Blight & Blossom Blair Dunlop Rooksmere/Plane
THE Elysian fields of the English folk scene have been replenished in recent years by a crop of fearless young innovators, yet old-guard surnames continue to resonate. Blair Dunlop is the latest chip to fly off the old block, in the wake of Eliza Carthy, Teddy Thompson, Martha Tilston, Luke Oldfield and others. While the name may not be familiar, Dunlop is also the progeny of British folk royalty. His pater, Ashley Hutchings, played a pivotal role in English folkrock in the late 1960s and early 70s with Fairport Convention, Steeleye Span and the Albion Band.

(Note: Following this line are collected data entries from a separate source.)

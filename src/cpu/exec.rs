use super::bits::{extract_bitfield, sign_extend};
use super::decode::{BType, Format, IType, JType, RType, SType, UType};
use super::regs::RegisterFile;
use super::trap::{ExecError, WithPc};
use crate::mem::{Memory, Width};

pub mod opcodes {
    pub const LUI: u8 = 0b0110111;
    pub const AUIPC: u8 = 0b0010111;
    pub const JAL: u8 = 0b1101111;
    pub const JALR: u8 = 0b1100111;
    pub const BRANCH: u8 = 0b1100011;
    pub const LOAD: u8 = 0b0000011;
    pub const STORE: u8 = 0b0100011;
    pub const OP_IMM: u8 = 0b0010011;
    pub const OP: u8 = 0b0110011;
    pub const MISC_MEM: u8 = 0b0001111;
    pub const SYSTEM: u8 = 0b1110011;
}

const FUNCT7_ALT: u32 = 0b0100000;
const LOAD_FUNCT3: [u8; 5] = [0, 1, 2, 4, 5];
const STORE_FUNCT3: [u8; 3] = [0, 1, 2];

/// What the engine should do with the pc after a handler ran.
#[derive(Clone, Copy, Debug, PartialEq, Eq)]
pub enum Flow {
    /// Fall through to `pc + 4`.
    Next,
    Jump(u32),
    Halt,
}

/// Decodes the raw word in its own format and executes it against the
/// machine state. `regs.pc()` is the address of the instruction.
pub type Handler = fn(&mut RegisterFile, &mut Memory, u32) -> Result<Flow, ExecError>;

pub struct OpcodeEntry {
    pub opcode: u8,
    pub name: &'static str,
    pub format: Format,
    pub handler: Handler,
}

const ENTRIES: [OpcodeEntry; 11] = [
    OpcodeEntry {
        opcode: opcodes::LUI,
        name: "lui",
        format: Format::U,
        handler: lui,
    },
    OpcodeEntry {
        opcode: opcodes::AUIPC,
        name: "auipc",
        format: Format::U,
        handler: auipc,
    },
    OpcodeEntry {
        opcode: opcodes::JAL,
        name: "jal",
        format: Format::J,
        handler: jal,
    },
    OpcodeEntry {
        opcode: opcodes::JALR,
        name: "jalr",
        format: Format::I,
        handler: jalr,
    },
    OpcodeEntry {
        opcode: opcodes::BRANCH,
        name: "branch",
        format: Format::B,
        handler: branch,
    },
    OpcodeEntry {
        opcode: opcodes::LOAD,
        name: "load",
        format: Format::I,
        handler: load,
    },
    OpcodeEntry {
        opcode: opcodes::STORE,
        name: "store",
        format: Format::S,
        handler: store,
    },
    OpcodeEntry {
        opcode: opcodes::OP_IMM,
        name: "arith-imm",
        format: Format::I,
        handler: arith_imm,
    },
    OpcodeEntry {
        opcode: opcodes::OP,
        name: "arith-reg",
        format: Format::R,
        handler: arith_reg,
    },
    OpcodeEntry {
        opcode: opcodes::MISC_MEM,
        name: "fence",
        format: Format::I,
        handler: fence,
    },
    OpcodeEntry {
        opcode: opcodes::SYSTEM,
        name: "ecall",
        format: Format::R,
        handler: ecall,
    },
];

pub static OPCODE_TABLE: [OpcodeEntry; 11] = ENTRIES;

const fn index(entries: &[OpcodeEntry]) -> [Option<u8>; 128] {
    let mut table = [None; 128];
    let mut i = 0;
    while i < entries.len() {
        table[entries[i].opcode as usize] = Some(i as u8);
        i += 1;
    }
    table
}

static DISPATCH: [Option<u8>; 128] = index(&ENTRIES);

/// Looks up the handler for a 7-bit opcode.
pub fn lookup(opcode: u8) -> Option<&'static OpcodeEntry> {
    let slot = (*DISPATCH.get(opcode as usize)?)?;
    Some(&OPCODE_TABLE[slot as usize])
}

fn invalid(pc: u32, inst: u32, field: &'static str, value: impl Into<u32>) -> ExecError {
    ExecError::InvalidEncoding {
        pc,
        inst,
        field,
        value: value.into(),
    }
}

fn lui(regs: &mut RegisterFile, _mem: &mut Memory, inst: u32) -> Result<Flow, ExecError> {
    let op = UType::decode(inst);
    regs.set(op.rd, op.imm);
    Ok(Flow::Next)
}

fn auipc(regs: &mut RegisterFile, _mem: &mut Memory, inst: u32) -> Result<Flow, ExecError> {
    let op = UType::decode(inst);
    regs.set(op.rd, op.imm.wrapping_add(regs.pc()));
    Ok(Flow::Next)
}

fn jal(regs: &mut RegisterFile, _mem: &mut Memory, inst: u32) -> Result<Flow, ExecError> {
    let op = JType::decode(inst);
    let pc = regs.pc();
    regs.set(op.rd, pc.wrapping_add(4));
    Ok(Flow::Jump(pc.wrapping_add(JType::sign_extend(op.imm) as u32)))
}

// Links before reading the base, so `rd == rs1` jumps relative to pc + 4.
// The target keeps its low bit.
fn jalr(regs: &mut RegisterFile, _mem: &mut Memory, inst: u32) -> Result<Flow, ExecError> {
    let op = IType::decode(inst);
    regs.set(op.rd, regs.pc().wrapping_add(4));
    let base = regs.get(op.rs1);
    Ok(Flow::Jump(base.wrapping_add(IType::sign_extend(op.imm) as u32)))
}

fn branch(regs: &mut RegisterFile, _mem: &mut Memory, inst: u32) -> Result<Flow, ExecError> {
    let op = BType::decode(inst);
    let pc = regs.pc();
    let rs1 = regs.get_signed(op.rs1);
    let rs2 = regs.get_signed(op.rs2);

    let taken = match op.funct3 {
        0b000 => rs1 == rs2,
        0b001 => rs1 != rs2,
        0b100 => rs1 < rs2,
        0b101 => rs1 >= rs2,
        0b110 => (rs1 as u32) < (rs2 as u32),
        0b111 => (rs1 as u32) >= (rs2 as u32),
        f => return Err(invalid(pc, inst, "funct3", f)),
    };

    if taken {
        Ok(Flow::Jump(pc.wrapping_add(BType::sign_extend(op.imm) as u32)))
    } else {
        Ok(Flow::Next)
    }
}

fn load(regs: &mut RegisterFile, mem: &mut Memory, inst: u32) -> Result<Flow, ExecError> {
    let op = IType::decode(inst);
    let pc = regs.pc();
    let Some(width) = Width::from_funct3(op.funct3).filter(|_| LOAD_FUNCT3.contains(&op.funct3))
    else {
        return Err(invalid(pc, inst, "funct3", op.funct3));
    };
    let zero_extend = op.funct3 & 0b100 != 0;

    let addr = regs
        .get(op.rs1)
        .wrapping_add(IType::sign_extend(op.imm) as u32);
    let raw = mem.peek(addr, width).with_pc(pc)?;
    let value = if zero_extend {
        raw
    } else {
        sign_extend(raw, width.bits() - 1) as u32
    };
    regs.set(op.rd, value);
    Ok(Flow::Next)
}

fn store(regs: &mut RegisterFile, mem: &mut Memory, inst: u32) -> Result<Flow, ExecError> {
    let op = SType::decode(inst);
    let pc = regs.pc();
    let Some(width) = Width::from_funct3(op.funct3).filter(|_| STORE_FUNCT3.contains(&op.funct3))
    else {
        return Err(invalid(pc, inst, "funct3", op.funct3));
    };

    let addr = regs
        .get(op.rs1)
        .wrapping_add(SType::sign_extend(op.imm) as u32);
    mem.poke(addr, regs.get(op.rs2), width).with_pc(pc)?;
    Ok(Flow::Next)
}

/// `funct7 == 0` shifts in zeros, `0b0100000` replicates the sign bit.
fn shift_right(value: i32, shamt: u32, funct7: u32) -> Option<u32> {
    match funct7 {
        0 => Some((value as u32) >> shamt),
        FUNCT7_ALT => Some((value >> shamt) as u32),
        _ => None,
    }
}

fn arith_imm(regs: &mut RegisterFile, _mem: &mut Memory, inst: u32) -> Result<Flow, ExecError> {
    let op = IType::decode(inst);
    let pc = regs.pc();
    let rs1 = regs.get_signed(op.rs1);
    let imm = IType::sign_extend(op.imm);
    // Shifts reuse the upper immediate bits as funct7.
    let funct7 = extract_bitfield(op.imm, 11, 5);
    let shamt = extract_bitfield(op.imm, 4, 0);

    let value = match op.funct3 {
        0b000 => rs1.wrapping_add(imm) as u32,
        0b010 => (rs1 < imm) as u32,
        0b011 => ((rs1 as u32) < (imm as u32)) as u32,
        0b100 => (rs1 ^ imm) as u32,
        0b110 => (rs1 | imm) as u32,
        0b111 => (rs1 & imm) as u32,
        0b001 => {
            if funct7 != 0 {
                return Err(invalid(pc, inst, "funct7", funct7));
            }
            (rs1 as u32) << shamt
        }
        _ => shift_right(rs1, shamt, funct7).ok_or_else(|| invalid(pc, inst, "funct7", funct7))?,
    };
    regs.set(op.rd, value);
    Ok(Flow::Next)
}

fn arith_reg(regs: &mut RegisterFile, _mem: &mut Memory, inst: u32) -> Result<Flow, ExecError> {
    let op = RType::decode(inst);
    let pc = regs.pc();
    let rs1 = regs.get_signed(op.rs1);
    let rs2 = regs.get_signed(op.rs2);
    let shamt = (rs2 as u32) & 0x1f;
    let funct7 = op.funct7 as u32;

    let value = match (op.funct3, funct7) {
        (0b000, 0) => rs1.wrapping_add(rs2) as u32,
        (0b000, FUNCT7_ALT) => rs1.wrapping_sub(rs2) as u32,
        (0b001, 0) => (rs1 as u32) << shamt,
        (0b010, 0) => (rs1 < rs2) as u32,
        (0b011, 0) => ((rs1 as u32) < (rs2 as u32)) as u32,
        (0b100, 0) => (rs1 ^ rs2) as u32,
        (0b101, _) => {
            shift_right(rs1, shamt, funct7).ok_or_else(|| invalid(pc, inst, "funct7", funct7))?
        }
        (0b110, 0) => (rs1 | rs2) as u32,
        (0b111, 0) => (rs1 & rs2) as u32,
        _ => return Err(invalid(pc, inst, "funct7", funct7)),
    };
    regs.set(op.rd, value);
    Ok(Flow::Next)
}

fn fence(_regs: &mut RegisterFile, _mem: &mut Memory, _inst: u32) -> Result<Flow, ExecError> {
    Ok(Flow::Next)
}

fn ecall(_regs: &mut RegisterFile, _mem: &mut Memory, _inst: u32) -> Result<Flow, ExecError> {
    Ok(Flow::Halt)
}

The doting doyen plays electric bass on one of the classiest cuts on his son’s debut album, which also contains a previously unrecorded composition donated by his bandmate of yore, the redoubtable Richard Thompson, and dobro, lap-steel, mandolin and vocal contributions from the Lovell sisters of US band Larkin Poe. For all that, Blight & Blossom belongs to 20-something Dunlop, a palpably gifted singer-songwriter and guitarist. Some of the young man’s own songs, such as Less the
Pawn and Fallout, exhibit pop sensibilities. Others, such as Secret Theatre, The Gown and
Threads, tap deeper veins. As an interpreter, Dunlop reveals inherent flair. Giving Scottish love ballad Black is the Colour a subtle and slightly sinister blues makeover took courage and conviction as well as skill. Melding bluegrass perennial Billy in the Lowground with one of his own creations was another masterstroke. The same cannot be said of Dunlop’s cover of Shawn Colvin’s Trouble, despite back-up from singer Joan Wasser (aka Joan As Policewoman) and Pete Zorn’s soprano sax.